Problem details – Return a copy of each line in the listing that includes the word "batches".

─── Data provided ───

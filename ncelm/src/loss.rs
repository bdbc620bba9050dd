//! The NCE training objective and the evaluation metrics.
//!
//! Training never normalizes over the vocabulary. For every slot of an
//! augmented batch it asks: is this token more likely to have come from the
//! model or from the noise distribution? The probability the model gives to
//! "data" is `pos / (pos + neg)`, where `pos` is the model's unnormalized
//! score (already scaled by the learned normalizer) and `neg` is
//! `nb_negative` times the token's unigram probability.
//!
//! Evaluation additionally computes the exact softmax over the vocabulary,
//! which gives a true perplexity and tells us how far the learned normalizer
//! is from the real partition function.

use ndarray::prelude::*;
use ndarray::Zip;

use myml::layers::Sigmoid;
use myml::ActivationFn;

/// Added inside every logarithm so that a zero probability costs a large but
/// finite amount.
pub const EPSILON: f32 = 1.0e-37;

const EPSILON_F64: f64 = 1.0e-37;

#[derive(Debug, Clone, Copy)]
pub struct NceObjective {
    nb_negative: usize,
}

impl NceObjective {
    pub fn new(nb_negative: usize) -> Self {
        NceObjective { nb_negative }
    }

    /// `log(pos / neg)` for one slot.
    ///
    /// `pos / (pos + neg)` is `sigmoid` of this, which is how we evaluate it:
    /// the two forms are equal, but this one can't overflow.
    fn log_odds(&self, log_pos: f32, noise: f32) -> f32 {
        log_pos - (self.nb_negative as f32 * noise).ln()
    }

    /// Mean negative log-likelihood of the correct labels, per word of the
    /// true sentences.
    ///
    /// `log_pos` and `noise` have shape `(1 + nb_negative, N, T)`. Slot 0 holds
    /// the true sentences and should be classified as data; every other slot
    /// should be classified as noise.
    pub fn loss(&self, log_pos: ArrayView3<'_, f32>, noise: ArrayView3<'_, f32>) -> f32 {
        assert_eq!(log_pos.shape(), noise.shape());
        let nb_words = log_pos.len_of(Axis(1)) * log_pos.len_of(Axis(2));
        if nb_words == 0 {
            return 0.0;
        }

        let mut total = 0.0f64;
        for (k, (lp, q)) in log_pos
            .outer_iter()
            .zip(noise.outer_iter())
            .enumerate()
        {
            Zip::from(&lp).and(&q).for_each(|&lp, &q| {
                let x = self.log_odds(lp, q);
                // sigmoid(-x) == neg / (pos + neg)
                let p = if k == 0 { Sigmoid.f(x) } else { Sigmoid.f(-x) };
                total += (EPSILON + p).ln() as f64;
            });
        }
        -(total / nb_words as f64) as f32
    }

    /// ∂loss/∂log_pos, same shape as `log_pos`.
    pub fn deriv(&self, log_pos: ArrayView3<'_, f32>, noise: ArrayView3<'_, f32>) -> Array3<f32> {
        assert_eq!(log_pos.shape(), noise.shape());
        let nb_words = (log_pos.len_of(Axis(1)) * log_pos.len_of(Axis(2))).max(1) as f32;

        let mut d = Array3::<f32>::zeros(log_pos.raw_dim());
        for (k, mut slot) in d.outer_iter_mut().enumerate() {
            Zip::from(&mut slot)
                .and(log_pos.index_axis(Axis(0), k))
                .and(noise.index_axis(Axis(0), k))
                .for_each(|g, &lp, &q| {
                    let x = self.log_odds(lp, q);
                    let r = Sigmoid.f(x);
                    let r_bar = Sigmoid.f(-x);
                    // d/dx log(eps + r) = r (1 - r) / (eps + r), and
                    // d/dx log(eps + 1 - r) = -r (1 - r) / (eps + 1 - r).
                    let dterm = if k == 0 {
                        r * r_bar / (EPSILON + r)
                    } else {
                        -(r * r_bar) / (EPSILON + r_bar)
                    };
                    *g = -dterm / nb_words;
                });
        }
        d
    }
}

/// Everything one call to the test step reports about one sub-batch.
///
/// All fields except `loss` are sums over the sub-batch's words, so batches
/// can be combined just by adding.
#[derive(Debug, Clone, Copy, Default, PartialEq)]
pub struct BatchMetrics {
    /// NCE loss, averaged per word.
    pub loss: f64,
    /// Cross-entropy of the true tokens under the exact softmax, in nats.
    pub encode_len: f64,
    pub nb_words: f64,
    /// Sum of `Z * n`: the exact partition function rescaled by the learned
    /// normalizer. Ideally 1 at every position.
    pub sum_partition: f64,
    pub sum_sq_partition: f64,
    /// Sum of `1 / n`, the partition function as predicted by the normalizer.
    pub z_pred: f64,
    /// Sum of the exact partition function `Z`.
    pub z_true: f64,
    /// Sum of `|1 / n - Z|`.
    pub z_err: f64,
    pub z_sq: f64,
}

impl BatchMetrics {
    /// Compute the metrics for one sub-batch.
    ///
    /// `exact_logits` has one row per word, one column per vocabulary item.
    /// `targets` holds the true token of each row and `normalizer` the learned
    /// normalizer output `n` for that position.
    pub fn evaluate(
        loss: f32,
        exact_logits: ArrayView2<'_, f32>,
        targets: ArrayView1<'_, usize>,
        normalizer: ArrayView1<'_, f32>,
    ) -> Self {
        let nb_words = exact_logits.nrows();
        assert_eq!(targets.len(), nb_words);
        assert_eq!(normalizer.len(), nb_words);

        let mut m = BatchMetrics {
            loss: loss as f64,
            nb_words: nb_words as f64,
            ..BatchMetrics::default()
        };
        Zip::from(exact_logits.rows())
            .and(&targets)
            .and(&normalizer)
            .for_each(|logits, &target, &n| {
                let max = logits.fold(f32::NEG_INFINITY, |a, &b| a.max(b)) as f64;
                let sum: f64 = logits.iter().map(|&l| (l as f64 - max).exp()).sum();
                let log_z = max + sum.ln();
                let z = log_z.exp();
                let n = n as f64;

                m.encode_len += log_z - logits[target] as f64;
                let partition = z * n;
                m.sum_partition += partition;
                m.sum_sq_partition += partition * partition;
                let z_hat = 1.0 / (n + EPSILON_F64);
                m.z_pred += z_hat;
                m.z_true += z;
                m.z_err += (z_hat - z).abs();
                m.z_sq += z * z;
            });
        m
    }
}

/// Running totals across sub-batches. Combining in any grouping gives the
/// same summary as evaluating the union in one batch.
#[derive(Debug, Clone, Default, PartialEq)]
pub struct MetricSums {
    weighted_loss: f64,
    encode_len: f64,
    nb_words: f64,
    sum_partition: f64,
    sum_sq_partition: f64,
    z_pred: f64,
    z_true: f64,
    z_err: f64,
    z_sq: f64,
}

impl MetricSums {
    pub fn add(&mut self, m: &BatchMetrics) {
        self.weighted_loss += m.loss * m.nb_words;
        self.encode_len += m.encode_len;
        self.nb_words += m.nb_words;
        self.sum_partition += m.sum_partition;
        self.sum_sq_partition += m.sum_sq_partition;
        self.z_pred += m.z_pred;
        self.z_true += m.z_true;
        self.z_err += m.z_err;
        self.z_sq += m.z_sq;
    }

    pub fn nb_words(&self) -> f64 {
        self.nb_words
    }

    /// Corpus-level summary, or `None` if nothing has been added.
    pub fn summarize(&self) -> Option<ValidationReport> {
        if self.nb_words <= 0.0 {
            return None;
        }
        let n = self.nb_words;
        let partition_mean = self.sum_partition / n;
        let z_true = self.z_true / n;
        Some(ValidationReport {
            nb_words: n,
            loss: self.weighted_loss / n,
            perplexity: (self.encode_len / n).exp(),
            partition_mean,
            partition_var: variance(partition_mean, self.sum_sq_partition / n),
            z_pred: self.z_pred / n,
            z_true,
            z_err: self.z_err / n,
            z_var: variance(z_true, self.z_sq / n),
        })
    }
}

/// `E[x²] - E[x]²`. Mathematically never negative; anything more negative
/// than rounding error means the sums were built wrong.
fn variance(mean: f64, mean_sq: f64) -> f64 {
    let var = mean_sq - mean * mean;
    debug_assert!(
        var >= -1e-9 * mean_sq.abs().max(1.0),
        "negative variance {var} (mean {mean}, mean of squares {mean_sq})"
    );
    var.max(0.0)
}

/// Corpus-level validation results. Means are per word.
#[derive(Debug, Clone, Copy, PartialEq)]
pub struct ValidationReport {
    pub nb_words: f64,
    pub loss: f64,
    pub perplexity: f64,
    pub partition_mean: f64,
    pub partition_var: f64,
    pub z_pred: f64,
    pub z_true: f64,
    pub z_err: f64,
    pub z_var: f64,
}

───
─── Data provided ───

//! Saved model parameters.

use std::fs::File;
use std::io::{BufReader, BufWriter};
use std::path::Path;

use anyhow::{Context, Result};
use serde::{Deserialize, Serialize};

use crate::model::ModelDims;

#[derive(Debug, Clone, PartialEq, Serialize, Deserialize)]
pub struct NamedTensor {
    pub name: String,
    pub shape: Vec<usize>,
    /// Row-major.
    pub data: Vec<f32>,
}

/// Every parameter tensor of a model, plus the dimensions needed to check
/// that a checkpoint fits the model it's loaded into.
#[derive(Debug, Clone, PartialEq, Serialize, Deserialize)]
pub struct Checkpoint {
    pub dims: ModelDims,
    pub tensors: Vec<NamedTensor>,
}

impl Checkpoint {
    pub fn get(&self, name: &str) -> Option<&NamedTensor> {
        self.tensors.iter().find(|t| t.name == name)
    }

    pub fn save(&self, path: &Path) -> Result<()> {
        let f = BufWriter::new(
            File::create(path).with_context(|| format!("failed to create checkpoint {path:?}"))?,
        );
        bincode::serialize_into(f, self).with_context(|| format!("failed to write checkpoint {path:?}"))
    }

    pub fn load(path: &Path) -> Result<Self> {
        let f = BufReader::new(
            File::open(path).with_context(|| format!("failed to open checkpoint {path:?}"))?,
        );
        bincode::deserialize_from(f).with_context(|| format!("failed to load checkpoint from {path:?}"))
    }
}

───

Solution for this problem –
/// All fields except `loss` are sums over the sub-batch's words, so batches
/// Running totals across sub-batches. Combining in any grouping gives the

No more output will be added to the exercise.